**Requirement:**
Please state how many lines in the records below contain the word "SaveableAppExt"; the answer should be a number and nothing else.

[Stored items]

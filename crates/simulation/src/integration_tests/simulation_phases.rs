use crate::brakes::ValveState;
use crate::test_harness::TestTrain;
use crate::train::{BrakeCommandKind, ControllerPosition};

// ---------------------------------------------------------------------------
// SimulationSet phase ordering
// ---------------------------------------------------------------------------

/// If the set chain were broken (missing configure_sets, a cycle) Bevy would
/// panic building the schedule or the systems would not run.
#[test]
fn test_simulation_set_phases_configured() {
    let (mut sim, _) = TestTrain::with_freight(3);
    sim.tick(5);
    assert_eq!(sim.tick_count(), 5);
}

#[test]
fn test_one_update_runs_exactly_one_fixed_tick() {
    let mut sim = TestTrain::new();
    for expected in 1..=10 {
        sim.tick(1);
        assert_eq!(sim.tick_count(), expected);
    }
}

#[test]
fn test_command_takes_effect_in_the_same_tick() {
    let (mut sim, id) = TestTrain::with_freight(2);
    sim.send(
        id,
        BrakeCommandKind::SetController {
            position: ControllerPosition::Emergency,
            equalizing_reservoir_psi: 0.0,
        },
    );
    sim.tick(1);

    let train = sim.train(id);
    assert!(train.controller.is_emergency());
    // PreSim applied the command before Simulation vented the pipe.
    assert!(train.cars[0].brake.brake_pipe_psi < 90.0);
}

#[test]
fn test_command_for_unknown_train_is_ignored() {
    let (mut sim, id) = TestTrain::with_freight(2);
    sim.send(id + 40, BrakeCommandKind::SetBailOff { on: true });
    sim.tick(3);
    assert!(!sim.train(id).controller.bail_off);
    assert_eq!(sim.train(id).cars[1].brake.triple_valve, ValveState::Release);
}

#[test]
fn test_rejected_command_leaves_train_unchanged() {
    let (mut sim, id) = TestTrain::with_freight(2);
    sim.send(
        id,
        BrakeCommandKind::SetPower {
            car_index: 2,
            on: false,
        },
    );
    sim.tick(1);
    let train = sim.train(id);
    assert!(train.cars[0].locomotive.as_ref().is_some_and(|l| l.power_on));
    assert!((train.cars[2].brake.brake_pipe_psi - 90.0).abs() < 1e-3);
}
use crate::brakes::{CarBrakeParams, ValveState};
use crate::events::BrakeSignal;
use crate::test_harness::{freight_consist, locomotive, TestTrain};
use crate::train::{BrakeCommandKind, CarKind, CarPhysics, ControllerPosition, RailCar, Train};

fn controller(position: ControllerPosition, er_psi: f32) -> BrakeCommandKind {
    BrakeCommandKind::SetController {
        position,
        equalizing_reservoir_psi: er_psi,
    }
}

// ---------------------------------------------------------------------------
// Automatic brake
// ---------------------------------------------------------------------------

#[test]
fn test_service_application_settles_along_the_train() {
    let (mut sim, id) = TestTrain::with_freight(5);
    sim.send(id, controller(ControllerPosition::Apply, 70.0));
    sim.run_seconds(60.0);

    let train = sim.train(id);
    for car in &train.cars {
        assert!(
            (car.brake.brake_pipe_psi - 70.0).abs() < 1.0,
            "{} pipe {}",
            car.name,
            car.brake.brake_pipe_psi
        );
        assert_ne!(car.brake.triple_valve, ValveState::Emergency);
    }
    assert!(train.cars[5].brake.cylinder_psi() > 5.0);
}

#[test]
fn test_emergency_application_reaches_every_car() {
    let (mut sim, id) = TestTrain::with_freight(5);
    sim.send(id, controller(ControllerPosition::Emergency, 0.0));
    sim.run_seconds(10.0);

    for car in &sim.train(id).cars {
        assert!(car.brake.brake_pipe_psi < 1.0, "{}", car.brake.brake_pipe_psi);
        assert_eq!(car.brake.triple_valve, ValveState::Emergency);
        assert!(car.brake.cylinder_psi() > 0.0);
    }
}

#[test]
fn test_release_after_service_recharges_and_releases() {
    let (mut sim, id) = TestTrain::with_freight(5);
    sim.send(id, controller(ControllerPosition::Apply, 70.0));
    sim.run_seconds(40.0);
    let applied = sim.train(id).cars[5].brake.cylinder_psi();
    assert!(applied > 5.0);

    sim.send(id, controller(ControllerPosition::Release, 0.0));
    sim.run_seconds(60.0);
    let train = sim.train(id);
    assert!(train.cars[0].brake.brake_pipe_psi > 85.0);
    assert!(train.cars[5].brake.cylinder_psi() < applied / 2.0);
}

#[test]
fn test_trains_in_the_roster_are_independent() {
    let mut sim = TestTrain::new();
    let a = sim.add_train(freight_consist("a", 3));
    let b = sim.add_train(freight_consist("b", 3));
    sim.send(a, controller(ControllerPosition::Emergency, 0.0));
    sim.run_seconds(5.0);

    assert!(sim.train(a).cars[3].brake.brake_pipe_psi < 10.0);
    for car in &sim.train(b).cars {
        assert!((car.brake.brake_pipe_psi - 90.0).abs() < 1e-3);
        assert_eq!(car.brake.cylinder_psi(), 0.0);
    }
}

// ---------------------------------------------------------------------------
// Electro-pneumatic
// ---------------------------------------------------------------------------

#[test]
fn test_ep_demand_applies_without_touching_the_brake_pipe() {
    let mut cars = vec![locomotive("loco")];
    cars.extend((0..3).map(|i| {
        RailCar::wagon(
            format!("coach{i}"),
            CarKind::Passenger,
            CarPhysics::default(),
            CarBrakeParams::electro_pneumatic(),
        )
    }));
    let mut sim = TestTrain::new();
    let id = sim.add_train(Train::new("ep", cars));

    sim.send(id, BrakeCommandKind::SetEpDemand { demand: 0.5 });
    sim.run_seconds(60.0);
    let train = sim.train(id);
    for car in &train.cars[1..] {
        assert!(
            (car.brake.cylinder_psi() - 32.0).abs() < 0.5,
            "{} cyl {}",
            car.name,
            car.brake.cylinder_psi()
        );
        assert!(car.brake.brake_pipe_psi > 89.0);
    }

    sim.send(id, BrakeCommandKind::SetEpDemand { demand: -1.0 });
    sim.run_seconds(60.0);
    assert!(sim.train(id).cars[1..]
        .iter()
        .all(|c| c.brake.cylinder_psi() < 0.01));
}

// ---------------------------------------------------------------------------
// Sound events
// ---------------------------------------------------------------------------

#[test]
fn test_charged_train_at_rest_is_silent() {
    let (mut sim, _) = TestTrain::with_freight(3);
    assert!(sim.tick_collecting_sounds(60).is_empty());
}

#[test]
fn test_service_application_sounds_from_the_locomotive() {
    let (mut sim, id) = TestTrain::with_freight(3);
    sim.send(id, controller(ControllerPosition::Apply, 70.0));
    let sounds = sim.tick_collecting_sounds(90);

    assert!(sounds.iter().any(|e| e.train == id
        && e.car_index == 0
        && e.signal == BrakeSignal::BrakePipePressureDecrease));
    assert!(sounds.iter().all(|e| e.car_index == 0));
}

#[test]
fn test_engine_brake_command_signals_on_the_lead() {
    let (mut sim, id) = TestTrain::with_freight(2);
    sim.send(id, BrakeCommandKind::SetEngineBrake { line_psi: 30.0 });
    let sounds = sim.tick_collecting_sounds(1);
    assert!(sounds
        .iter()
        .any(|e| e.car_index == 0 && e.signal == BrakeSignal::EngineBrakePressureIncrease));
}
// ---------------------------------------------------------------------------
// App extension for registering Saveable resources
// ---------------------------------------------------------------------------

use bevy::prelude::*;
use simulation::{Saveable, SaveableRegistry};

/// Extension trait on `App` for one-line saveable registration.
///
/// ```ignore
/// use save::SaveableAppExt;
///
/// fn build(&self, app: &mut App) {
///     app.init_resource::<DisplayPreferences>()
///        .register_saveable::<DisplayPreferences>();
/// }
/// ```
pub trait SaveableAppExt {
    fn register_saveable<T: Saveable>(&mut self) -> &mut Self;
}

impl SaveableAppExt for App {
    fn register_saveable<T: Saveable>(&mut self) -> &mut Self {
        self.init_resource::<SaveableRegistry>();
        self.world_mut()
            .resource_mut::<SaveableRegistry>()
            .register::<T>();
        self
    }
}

**Written answer:**
3